Stuck in Space: 4 Lessons Everyone Can Learn from Butch Wilmore’s Story
Apart from a malfunctioning toilet — which one writer joked “wasn’t their No. 1 problem, but it was a problem for going number one” — the crew of Artemis II had a pretty flawless nine days in space. Unfortunately, that wasn’t the case for astronaut Butch Wilmore, who was supposed to spend a little over a week on the International Space Station and ended up trapped for 10 months. The “Type A mishap,” a designation that’s used for NASA’s most serious or deadly failures, wasn’t fatal, but it did mean that Wilmore had to call home and explain that he didn’t know when he’d be back.

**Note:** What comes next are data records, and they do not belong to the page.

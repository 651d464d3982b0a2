use serde::{Deserialize, Serialize};

use crate::constants::{ANSWER_CANDIDATES, OFFER_CANDIDATES};

/// Identity of an authenticated user, as issued by the auth provider.
#[derive(Debug, Clone, Serialize, Deserialize, PartialEq, Eq, Hash)]
#[serde(transparent)]
pub struct UserId(pub String);

impl UserId {
    pub fn new(id: impl Into<String>) -> Self {
        Self(id.into())
    }

    pub fn as_str(&self) -> &str {
        &self.0
    }

    /// Prefix used in log lines.
    pub fn short(&self) -> &str {
        let end = self
            .0
            .char_indices()
            .nth(8)
            .map(|(i, _)| i)
            .unwrap_or(self.0.len());
        &self.0[..end]
    }
}

impl std::fmt::Display for UserId {
    fn fmt(&self, f: &mut std::fmt::Formatter<'_>) -> std::fmt::Result {
        write!(f, "{}", self.0)
    }
}

/// Identifier of one call record, assigned by the mailbox store.
///
/// Treated as opaque: it reaches the other party out-of-band (for example
/// inside a chat message) and is never parsed.
#[derive(Debug, Clone, Serialize, Deserialize, PartialEq, Eq, Hash)]
#[serde(transparent)]
pub struct CallId(pub String);

impl CallId {
    pub fn new(id: impl Into<String>) -> Self {
        Self(id.into())
    }

    pub fn as_str(&self) -> &str {
        &self.0
    }
}

impl std::fmt::Display for CallId {
    fn fmt(&self, f: &mut std::fmt::Formatter<'_>) -> std::fmt::Result {
        write!(f, "{}", self.0)
    }
}

#[derive(Debug, Clone, Copy, PartialEq, Eq, Hash, Serialize, Deserialize)]
#[serde(rename_all = "lowercase")]
pub enum CallType {
    Audio,
    Video,
}

impl CallType {
    pub fn wants_video(self) -> bool {
        matches!(self, CallType::Video)
    }

    pub fn as_str(self) -> &'static str {
        match self {
            CallType::Audio => "audio",
            CallType::Video => "video",
        }
    }
}

impl std::fmt::Display for CallType {
    fn fmt(&self, f: &mut std::fmt::Formatter<'_>) -> std::fmt::Result {
        f.write_str(self.as_str())
    }
}

impl std::str::FromStr for CallType {
    type Err = String;

    fn from_str(s: &str) -> Result<Self, Self::Err> {
        match s.trim().to_ascii_lowercase().as_str() {
            "audio" => Ok(CallType::Audio),
            "video" => Ok(CallType::Video),
            other => Err(format!("unknown call type: {other}")),
        }
    }
}

/// Which side of the call this party is on.
///
/// The caller owns the call record end to end; the callee mutates it once.
/// Each side writes ICE candidates only to its own subcollection.
#[derive(Debug, Clone, Copy, PartialEq, Eq, Hash, Serialize, Deserialize)]
#[serde(rename_all = "lowercase")]
pub enum Role {
    Caller,
    Callee,
}

impl Role {
    /// Subcollection this role appends its candidates to.
    pub fn local_candidates(self) -> &'static str {
        match self {
            Role::Caller => OFFER_CANDIDATES,
            Role::Callee => ANSWER_CANDIDATES,
        }
    }

    /// Subcollection holding the other side's candidates.
    pub fn remote_candidates(self) -> &'static str {
        self.opposite().local_candidates()
    }

    pub fn opposite(self) -> Role {
        match self {
            Role::Caller => Role::Callee,
            Role::Callee => Role::Caller,
        }
    }

    pub fn owns_record(self) -> bool {
        matches!(self, Role::Caller)
    }
}

#[derive(Debug, Clone, Copy, PartialEq, Eq, Hash, Serialize, Deserialize)]
#[serde(rename_all = "lowercase")]
pub enum TrackKind {
    Audio,
    Video,
}

impl TrackKind {
    /// Hardware that produces this kind of track.
    pub fn device_name(self) -> &'static str {
        match self {
            TrackKind::Audio => "microphone",
            TrackKind::Video => "camera",
        }
    }
}

impl std::fmt::Display for TrackKind {
    fn fmt(&self, f: &mut std::fmt::Formatter<'_>) -> std::fmt::Result {
        f.write_str(match self {
            TrackKind::Audio => "audio",
            TrackKind::Video => "video",
        })
    }
}
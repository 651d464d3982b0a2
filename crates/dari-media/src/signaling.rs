//! Call signaling over the shared mailbox.
//!
//! Layout in the store:
//!
//! ```text
//! calls/{callId}                    CallRecord (offer, answer, callerId, calleeId, callType)
//! calls/{callId}/offerCandidates    caller's ICE candidates
//! calls/{callId}/answerCandidates   callee's ICE candidates
//! ```
//!
//! Every operation requires an authenticated identity. Transient store
//! failures are retried with exponential backoff before they surface as
//! [`SignalingError::StoreUnavailable`].

use std::collections::HashSet;
use std::future::Future;
use std::sync::Arc;
use std::time::Duration;

use chrono::Utc;
use dari_shared::constants::{
    ANSWER_CANDIDATES, CALLS_COLLECTION, DEFAULT_STORE_RETRY_ATTEMPTS,
    DEFAULT_STORE_RETRY_BACKOFF_MS, OFFER_CANDIDATES,
};
use dari_shared::{
    CallId, CallRecord, CallType, IceCandidate, ProtocolError, Role, SdpType, SessionDescription,
    UserId,
};
use dari_store::{
    subcollection, Document, DocumentChange, DocumentStore, Precondition, StoreError, Subscription,
};
use rand::Rng;
use thiserror::Error;
use tracing::{debug, info, warn};

#[derive(Error, Debug)]
pub enum SignalingError {
    #[error("mailbox unavailable: {0}")]
    StoreUnavailable(String),

    #[error("permission denied: {0}")]
    PermissionDenied(String),

    #[error("call {0} not found")]
    CallNotFound(CallId),

    #[error("call {0} was already answered")]
    AlreadyAnswered(CallId),

    #[error("malformed mailbox data: {0}")]
    Malformed(#[from] ProtocolError),

    #[error("mailbox error: {0}")]
    Store(StoreError),
}
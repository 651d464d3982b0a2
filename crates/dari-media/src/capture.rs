//! Local media capture.
//!
//! [`MediaDevices::open`] acquires the microphone (and the camera for video
//! calls) and hands back a [`LocalStream`]. The stream owns the device
//! leases; [`LocalStream::stop`] releases them and also runs on drop, so an
//! early return anywhere in call setup cannot leave a device held.

use std::sync::atomic::{AtomicBool, AtomicUsize, Ordering};
use std::sync::{Arc, Mutex};

use async_trait::async_trait;
use dari_shared::{CallType, TrackKind};
use thiserror::Error;
use tokio::sync::{broadcast, watch};
use tracing::{debug, info};

use crate::audio::{AudioConfig, AudioFrame, MicrophoneCapture};
use crate::level::LevelMeter;
use crate::video::{CameraCapture, VideoConfig};

#[derive(Error, Debug, Clone, PartialEq, Eq)]
pub enum MediaError {
    #[error("access to the {} was denied", .0.device_name())]
    PermissionDenied(TrackKind),

    #[error("no {} available", .0.device_name())]
    DeviceUnavailable(TrackKind),

    #[error("media device error: {0}")]
    Device(String),
}

/// Exclusive hold on one hardware device.
pub trait DeviceLease: Send + Sync {
    fn kind(&self) -> TrackKind;

    /// Give the device back. Must be idempotent.
    fn release(&self);
}

/// Captured audio frames buffered per subscriber before the oldest are dropped.
const FRAME_BACKLOG: usize = 16;

/// One local track. Clones share the enabled flag and the frame feed.
#[derive(Debug, Clone)]
pub struct LocalTrack {
    id: String,
    stream_id: String,
    kind: TrackKind,
    enabled: Arc<AtomicBool>,
    frames: broadcast::Sender<AudioFrame>,
}

impl LocalTrack {
    pub fn new(kind: TrackKind, stream_id: &str) -> Self {
        let (frames, _) = broadcast::channel(FRAME_BACKLOG);
        Self {
            id: format!("{kind}-{}", uuid::Uuid::new_v4().simple()),
            stream_id: stream_id.to_string(),
            kind,
            enabled: Arc::new(AtomicBool::new(true)),
            frames,
        }
    }

    pub fn id(&self) -> &str {
        &self.id
    }

    pub fn stream_id(&self) -> &str {
        &self.stream_id
    }

    pub fn kind(&self) -> TrackKind {
        self.kind
    }

    pub fn is_enabled(&self) -> bool {
        self.enabled.load(Ordering::SeqCst)
    }

    pub fn set_enabled(&self, enabled: bool) {
        self.enabled.store(enabled, Ordering::SeqCst);
    }

    pub fn enabled_flag(&self) -> Arc<AtomicBool> {
        self.enabled.clone()
    }

    /// Frames captured for this track from now on. Synthetic tracks never
    /// produce any.
    pub fn frames(&self) -> broadcast::Receiver<AudioFrame> {
        self.frames.subscribe()
    }

    pub(crate) fn frame_sink(&self) -> broadcast::Sender<AudioFrame> {
        self.frames.clone()
    }
}

/// The local camera/microphone stream for one call attempt.
pub struct LocalStream {
    id: String,
    call_type: CallType,
    tracks: Vec<LocalTrack>,
    leases: Mutex<Vec<Box<dyn DeviceLease>>>,
    stopped: AtomicBool,
    meter: Option<LevelMeter>,
}

impl LocalStream {
    pub fn new(
        id: String,
        call_type: CallType,
        tracks: Vec<LocalTrack>,
        leases: Vec<Box<dyn DeviceLease>>,
        meter: Option<LevelMeter>,
    ) -> Self {
        Self {
            id,
            call_type,
            tracks,
            leases: Mutex::new(leases),
            stopped: AtomicBool::new(false),
            meter,
        }
    }

    pub fn id(&self) -> &str {
        &self.id
    }

    pub fn call_type(&self) -> CallType {
        self.call_type
    }

    pub fn tracks(&self) -> &[LocalTrack] {
        &self.tracks
    }

    pub fn track(&self, kind: TrackKind) -> Option<&LocalTrack> {
        self.tracks.iter().find(|t| t.kind == kind)
    }

    /// Disable or re-enable the audio track. The track stays attached.
    pub fn set_muted(&self, muted: bool) {
        if let Some(track) = self.track(TrackKind::Audio) {
            track.set_enabled(!muted);
            if muted {
                if let Some(meter) = &self.meter {
                    meter.silence();
                }
            }
            debug!(muted, "Audio mute state changed");
        }
    }

    pub fn is_muted(&self) -> bool {
        self.track(TrackKind::Audio)
            .map(|t| !t.is_enabled())
            .unwrap_or(true)
    }

    /// Returns the new muted state.
    pub fn toggle_mute(&self) -> bool {
        let muted = !self.is_muted();
        self.set_muted(muted);
        muted
    }

    /// No-op on audio-only streams.
    pub fn set_camera_enabled(&self, enabled: bool) {
        if let Some(track) = self.track(TrackKind::Video) {
            track.set_enabled(enabled);
            debug!(enabled, "Camera state changed");
        }
    }

    pub fn is_camera_enabled(&self) -> bool {
        self.track(TrackKind::Video)
            .map(LocalTrack::is_enabled)
            .unwrap_or(false)
    }

    /// Returns whether the camera is now enabled.
    pub fn toggle_camera(&self) -> bool {
        let enabled = !self.is_camera_enabled();
        self.set_camera_enabled(enabled);
        self.is_camera_enabled()
    }

    /// Speaking indicator, when the backend measures levels.
    pub fn speaking(&self) -> Option<watch::Receiver<bool>> {
        self.meter.as_ref().map(LevelMeter::subscribe)
    }

    /// Release every device. Safe to call any number of times.
    pub fn stop(&self) {
        if self.stopped.swap(true, Ordering::SeqCst) {
            return;
        }
        for track in &self.tracks {
            track.set_enabled(false);
        }
        let leases = match self.leases.lock() {
            Ok(mut guard) => std::mem::take(&mut *guard),
            Err(poisoned) => std::mem::take(&mut *poisoned.into_inner()),
        };
        for lease in &leases {
            lease.release();
        }
        if let Some(meter) = &self.meter {
            meter.silence();
        }
        info!(stream = %self.id, devices = leases.len(), "Local media stopped");
    }

    pub fn is_stopped(&self) -> bool {
        self.stopped.load(Ordering::SeqCst)
    }
}

impl Drop for LocalStream {
    fn drop(&mut self) {
        self.stop();
    }
}

/// Source of local streams.
#[async_trait]
pub trait MediaDevices: Send + Sync {
    /// Microphone for audio calls, microphone and camera for video calls.
    async fn open(&self, call_type: CallType) -> Result<LocalStream, MediaError>;
}

fn new_stream_id() -> String {
    uuid::Uuid::new_v4().simple().to_string()
}

/// The machine's real devices.
#[derive(Debug, Clone, Default)]
pub struct HostDevices {
    camera_available: bool,
    audio: AudioConfig,
    video: VideoConfig,
}

impl HostDevices {
    pub fn new(camera_available: bool) -> Self {
        Self {
            camera_available,
            ..Self::default()
        }
    }

    pub fn with_audio_config(mut self, audio: AudioConfig) -> Self {
        self.audio = audio;
        self
    }

    pub fn with_video_config(mut self, video: VideoConfig) -> Self {
        self.video = video;
        self
    }
}

#[async_trait]
impl MediaDevices for HostDevices {
    async fn open(&self, call_type: CallType) -> Result<LocalStream, MediaError> {
        if call_type.wants_video() && !self.camera_available {
            return Err(MediaError::DeviceUnavailable(TrackKind::Video));
        }

        let stream_id = new_stream_id();
        let meter = LevelMeter::new();
        let audio = LocalTrack::new(TrackKind::Audio, &stream_id);
        let microphone = {
            let config = self.audio.clone();
            let track = audio.clone();
            let meter = meter.clone();
            tokio::task::spawn_blocking(move || MicrophoneCapture::start(&config, &track, meter))
                .await
                .map_err(|e| MediaError::Device(e.to_string()))??
        };

        let mut tracks = vec![audio];
        let mut leases: Vec<Box<dyn DeviceLease>> = vec![Box::new(microphone)];
        if call_type.wants_video() {
            tracks.push(LocalTrack::new(TrackKind::Video, &stream_id));
            leases.push(Box::new(CameraCapture::start(self.video.clone())));
        }

        info!(stream = %stream_id, %call_type, "Local media opened");
        Ok(LocalStream::new(stream_id, call_type, tracks, leases, Some(meter)))
    }
}

/// How a synthetic device answers an acquisition request.
#[derive(Debug, Clone, Copy, PartialEq, Eq)]
pub enum DeviceBehavior {
    Grant,
    Deny,
    Unavailable,
}

/// Scriptable devices for tests and headless runs.
///
/// Counts leases still held so callers can check that every exit path
/// released what it acquired.
pub struct SyntheticDevices {
    microphone: DeviceBehavior,
    camera: DeviceBehavior,
    live: Arc<AtomicUsize>,
    opened: AtomicUsize,
}

impl SyntheticDevices {
    pub fn new() -> Self {
        Self {
            microphone: DeviceBehavior::Grant,
            camera: DeviceBehavior::Grant,
            live: Arc::new(AtomicUsize::new(0)),
            opened: AtomicUsize::new(0),
        }
    }

    pub fn with_microphone(mut self, behavior: DeviceBehavior) -> Self {
        self.microphone = behavior;
        self
    }

    pub fn with_camera(mut self, behavior: DeviceBehavior) -> Self {
        self.camera = behavior;
        self
    }

    /// Devices acquired and not yet released.
    pub fn live_leases(&self) -> usize {
        self.live.load(Ordering::SeqCst)
    }

    /// Successful `open` calls so far.
    pub fn open_count(&self) -> usize {
        self.opened.load(Ordering::SeqCst)
    }

    fn check(behavior: DeviceBehavior, kind: TrackKind) -> Result<(), MediaError> {
        match behavior {
            DeviceBehavior::Grant => Ok(()),
            DeviceBehavior::Deny => Err(MediaError::PermissionDenied(kind)),
            DeviceBehavior::Unavailable => Err(MediaError::DeviceUnavailable(kind)),
        }
    }

    fn lease(&self, kind: TrackKind) -> Box<dyn DeviceLease> {
        self.live.fetch_add(1, Ordering::SeqCst);
        Box::new(SyntheticLease {
            kind,
            live: self.live.clone(),
            held: AtomicBool::new(true),
        })
    }
}

impl Default for SyntheticDevices {
    fn default() -> Self {
        Self::new()
    }
}

#[async_trait]
impl MediaDevices for SyntheticDevices {
    async fn open(&self, call_type: CallType) -> Result<LocalStream, MediaError> {
        Self::check(self.microphone, TrackKind::Audio)?;
        if call_type.wants_video() {
            Self::check(self.camera, TrackKind::Video)?;
        }

        let stream_id = new_stream_id();
        let mut tracks = vec![LocalTrack::new(TrackKind::Audio, &stream_id)];
        let mut leases = vec![self.lease(TrackKind::Audio)];
        if call_type.wants_video() {
            tracks.push(LocalTrack::new(TrackKind::Video, &stream_id));
            leases.push(self.lease(TrackKind::Video));
        }
        self.opened.fetch_add(1, Ordering::SeqCst);
        Ok(LocalStream::new(stream_id, call_type, tracks, leases, None))
    }
}

struct SyntheticLease {
    kind: TrackKind,
    live: Arc<AtomicUsize>,
    held: AtomicBool,
}

impl DeviceLease for SyntheticLease {
    fn kind(&self) -> TrackKind {
        self.kind
    }

    fn release(&self) {
        if self.held.swap(false, Ordering::SeqCst) {
            self.live.fetch_sub(1, Ordering::SeqCst);
        }
    }
}

impl Drop for SyntheticLease {
    fn drop(&mut self) {
        self.release();
    }
}
//! Peer connections backed by the `webrtc` crate.

use std::sync::{Arc, Mutex, PoisonError};
use std::time::Duration;

use async_trait::async_trait;
use dari_shared::{IceCandidate, IceServer, SdpType, SessionDescription, TrackKind};
use tokio::sync::broadcast::{self, error::TryRecvError};
use tokio::sync::mpsc;
use tokio::task::JoinHandle;
use tokio::time::MissedTickBehavior;
use tracing::{debug, info, warn};
use webrtc::api::interceptor_registry::register_default_interceptors;
use webrtc::api::media_engine::{MediaEngine, MIME_TYPE_PCMU, MIME_TYPE_VP8};
use webrtc::api::{APIBuilder, API};
use webrtc::ice_transport::ice_candidate::{RTCIceCandidate, RTCIceCandidateInit};
use webrtc::ice_transport::ice_server::RTCIceServer;
use webrtc::interceptor::registry::Registry;
use webrtc::media::Sample;
use webrtc::peer_connection::configuration::RTCConfiguration;
use webrtc::peer_connection::peer_connection_state::RTCPeerConnectionState;
use webrtc::peer_connection::sdp::session_description::RTCSessionDescription;
use webrtc::peer_connection::RTCPeerConnection;
use webrtc::rtp_transceiver::rtp_codec::{RTCRtpCodecCapability, RTPCodecType};
use webrtc::track::track_local::track_local_static_sample::TrackLocalStaticSample;
use webrtc::track::track_local::TrackLocal;
use webrtc::track::track_remote::TrackRemote;

use crate::audio::AudioFrame;
use crate::capture::LocalTrack;
use crate::pcmu;
use crate::transport::{
    PeerConnectionState, PeerEvent, PeerEvents, PeerTransport, TransportError, TransportFactory,
};

fn backend(err: webrtc::Error) -> TransportError {
    TransportError::Backend(err.to_string())
}

/// Builds peer connections with the default codecs and interceptors.
pub struct WebRtcFactory {
    api: API,
}

impl WebRtcFactory {
    pub fn new() -> Result<Self, TransportError> {
        let mut media_engine = MediaEngine::default();
        media_engine.register_default_codecs().map_err(backend)?;

        let registry = register_default_interceptors(Registry::new(), &mut media_engine)
            .map_err(backend)?;

        let api = APIBuilder::new()
            .with_media_engine(media_engine)
            .with_interceptor_registry(registry)
            .build();
        Ok(Self { api })
    }
}

fn rtc_ice_server(server: &IceServer) -> RTCIceServer {
    RTCIceServer {
        urls: server.urls.clone(),
        username: server.username.clone().unwrap_or_default(),
        credential: server.credential.clone().unwrap_or_default(),
        ..Default::default()
    }
}

fn map_state(state: RTCPeerConnectionState) -> Option<PeerConnectionState> {
    match state {
        RTCPeerConnectionState::New => Some(PeerConnectionState::New),
        RTCPeerConnectionState::Connecting => Some(PeerConnectionState::Connecting),
        RTCPeerConnectionState::Connected => Some(PeerConnectionState::Connected),
        RTCPeerConnectionState::Disconnected => Some(PeerConnectionState::Disconnected),
        RTCPeerConnectionState::Failed => Some(PeerConnectionState::Failed),
        RTCPeerConnectionState::Closed => Some(PeerConnectionState::Closed),
        _ => None,
    }
}

fn candidate_from_init(init: RTCIceCandidateInit) -> IceCandidate {
    IceCandidate {
        candidate: init.candidate,
        sdp_mid: init.sdp_mid,
        sdp_mline_index: init.sdp_mline_index,
        username_fragment: init.username_fragment,
    }
}

fn codec_for(kind: TrackKind) -> RTCRtpCodecCapability {
    match kind {
        TrackKind::Audio => RTCRtpCodecCapability {
            mime_type: MIME_TYPE_PCMU.to_owned(),
            clock_rate: pcmu::SAMPLE_RATE,
            channels: 1,
            ..Default::default()
        },
        TrackKind::Video => RTCRtpCodecCapability {
            mime_type: MIME_TYPE_VP8.to_owned(),
            clock_rate: 90000,
            ..Default::default()
        },
    }
}

#[async_trait]
impl TransportFactory for WebRtcFactory {
    async fn connect(
        &self,
        ice_servers: &[IceServer],
    ) -> Result<(Arc<dyn PeerTransport>, PeerEvents), TransportError> {
        let config = RTCConfiguration {
            ice_servers: ice_servers.iter().map(rtc_ice_server).collect(),
            ..Default::default()
        };
        let pc = Arc::new(self.api.new_peer_connection(config).await.map_err(backend)?);
        let (tx, rx) = mpsc::unbounded_channel();

        let events = tx.clone();
        pc.on_ice_candidate(Box::new(move |candidate: Option<RTCIceCandidate>| {
            let events = events.clone();
            Box::pin(async move {
                let Some(candidate) = candidate else {
                    debug!("ICE gathering complete");
                    return;
                };
                match candidate.to_json() {
                    Ok(init) => {
                        let _ = events.send(PeerEvent::LocalCandidate(candidate_from_init(init)));
                    }
                    Err(e) => warn!(error = %e, "Could not serialise local candidate"),
                }
            })
        }));

        let events = tx.clone();
        pc.on_track(Box::new(move |track: Arc<TrackRemote>, _receiver, _transceiver| {
            let events = events.clone();
            Box::pin(async move {
                let kind = if track.kind() == RTPCodecType::Video {
                    TrackKind::Video
                } else {
                    TrackKind::Audio
                };
                let stream_id = track.stream_id().to_string();
                info!(stream = %stream_id, %kind, "Remote track received");
                let _ = events.send(PeerEvent::RemoteTrack { stream_id, kind });

                // Playback is outside this crate; keep the receive buffers moving.
                tokio::spawn(async move { while track.read_rtp().await.is_ok() {} });
            })
        }));

        let events = tx;
        pc.on_peer_connection_state_change(Box::new(move |state: RTCPeerConnectionState| {
            let events = events.clone();
            Box::pin(async move {
                if let Some(state) = map_state(state) {
                    let _ = events.send(PeerEvent::StateChanged(state));
                }
            })
        }));

        info!(servers = ice_servers.len(), "Peer connection created");
        let transport: Arc<dyn PeerTransport> = Arc::new(WebRtcTransport {
            pc,
            senders: Mutex::new(Vec::new()),
        });
        Ok((transport, rx))
    }
}

const PACKET_DURATION: Duration = Duration::from_millis(20);

/// The payload for the next audio packet: the oldest captured frame, or
/// silence when nothing was captured or the track is muted.
fn next_audio_payload(frames: &mut broadcast::Receiver<AudioFrame>, track: &LocalTrack) -> Vec<u8> {
    let frame = loop {
        match frames.try_recv() {
            Ok(frame) => break Some(frame),
            Err(TryRecvError::Lagged(skipped)) => {
                debug!(skipped, "Audio sender fell behind capture");
            }
            Err(TryRecvError::Empty | TryRecvError::Closed) => break None,
        }
    };
    match frame {
        Some(frame) if track.is_enabled() => pcmu::encode(&frame),
        _ => pcmu::silence(PACKET_DURATION),
    }
}

/// Write one packet every [`PACKET_DURATION`] for as long as the connection
/// lives. Sending silence keeps the remote track alive with no microphone.
async fn send_audio(
    sample_track: Arc<TrackLocalStaticSample>,
    track: LocalTrack,
    mut frames: broadcast::Receiver<AudioFrame>,
) {
    let mut ticker = tokio::time::interval(PACKET_DURATION);
    ticker.set_missed_tick_behavior(MissedTickBehavior::Skip);
    loop {
        ticker.tick().await;
        let sample = Sample {
            data: next_audio_payload(&mut frames, &track).into(),
            duration: PACKET_DURATION,
            ..Default::default()
        };
        if let Err(e) = sample_track.write_sample(&sample).await {
            debug!(error = %e, "Audio sample not sent");
        }
    }
}

pub struct WebRtcTransport {
    pc: Arc<RTCPeerConnection>,
    senders: Mutex<Vec<JoinHandle<()>>>,
}

impl WebRtcTransport {
    fn stop_senders(&self) {
        let mut senders = self.senders.lock().unwrap_or_else(PoisonError::into_inner);
        for sender in senders.drain(..) {
            sender.abort();
        }
    }
}

impl Drop for WebRtcTransport {
    fn drop(&mut self) {
        self.stop_senders();
    }
}

#[async_trait]
impl PeerTransport for WebRtcTransport {
    async fn add_local_track(&self, track: &LocalTrack) -> Result<(), TransportError> {
        let local = Arc::new(TrackLocalStaticSample::new(
            codec_for(track.kind()),
            track.id().to_string(),
            track.stream_id().to_string(),
        ));
        let sender = self
            .pc
            .add_track(local.clone() as Arc<dyn TrackLocal + Send + Sync>)
            .await
            .map_err(backend)?;

        // Video has no encoder here; only audio is packetized.
        if track.kind() == TrackKind::Audio {
            let pump = tokio::spawn(send_audio(local, track.clone(), track.frames()));
            self.senders
                .lock()
                .unwrap_or_else(PoisonError::into_inner)
                .push(pump);
        }

        // RTCP has to be read for interceptors such as NACK to work.
        tokio::spawn(async move {
            let mut buf = vec![0u8; 1500];
            while sender.read(&mut buf).await.is_ok() {}
        });
        debug!(track = %track.id(), kind = %track.kind(), "Local track added");
        Ok(())
    }

    async fn create_offer(&self) -> Result<SessionDescription, TransportError> {
        let offer = self.pc.create_offer(None).await.map_err(backend)?;
        let sdp = offer.sdp.clone();
        self.pc.set_local_description(offer).await.map_err(backend)?;
        Ok(SessionDescription::offer(sdp))
    }

    async fn create_answer(&self) -> Result<SessionDescription, TransportError> {
        let answer = self.pc.create_answer(None).await.map_err(backend)?;
        let sdp = answer.sdp.clone();
        self.pc.set_local_description(answer).await.map_err(backend)?;
        Ok(SessionDescription::answer(sdp))
    }

    async fn set_remote_description(
        &self,
        description: &SessionDescription,
    ) -> Result<(), TransportError> {
        let sdp = description.sdp.clone();
        let remote = match description.sdp_type {
            SdpType::Offer => RTCSessionDescription::offer(sdp),
            SdpType::Answer => RTCSessionDescription::answer(sdp),
        }
        .map_err(|e| TransportError::InvalidDescription(e.to_string()))?;

        self.pc
            .set_remote_description(remote)
            .await
            .map_err(|e| TransportError::InvalidDescription(e.to_string()))
    }

    async fn add_ice_candidate(&self, candidate: &IceCandidate) -> Result<(), TransportError> {
        let init = RTCIceCandidateInit {
            candidate: candidate.candidate.clone(),
            sdp_mid: candidate.sdp_mid.clone(),
            sdp_mline_index: candidate.sdp_mline_index,
            username_fragment: candidate.username_fragment.clone(),
        };
        self.pc
            .add_ice_candidate(init)
            .await
            .map_err(|e| TransportError::CandidateRejected(e.to_string()))
    }

    async fn close(&self) -> Result<(), TransportError> {
        self.stop_senders();
        self.pc.close().await.map_err(backend)
    }
}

He thinks back on that July in 2024 when he told his wife Deanna and their two daughters, Daryn and Logan, that he was probably going to miss his youngest daughter’s senior year of high school, remembering how incredibly hard the conversation was. To help get him through, Butch would try to focus on the two times a day when he’d get a glimpse of home — those moments when he flew over South Texas. In his memoir, “Stuck in Space: An Astronaut’s Hope through the Unexpected,” Butch had written, “I often follow the threads of light spread across the darkened globe to find our neighborhood and the university that Daryn attends. Although I see my family almost daily over video calls, being able to spot their location from above is a blessing I cherish.”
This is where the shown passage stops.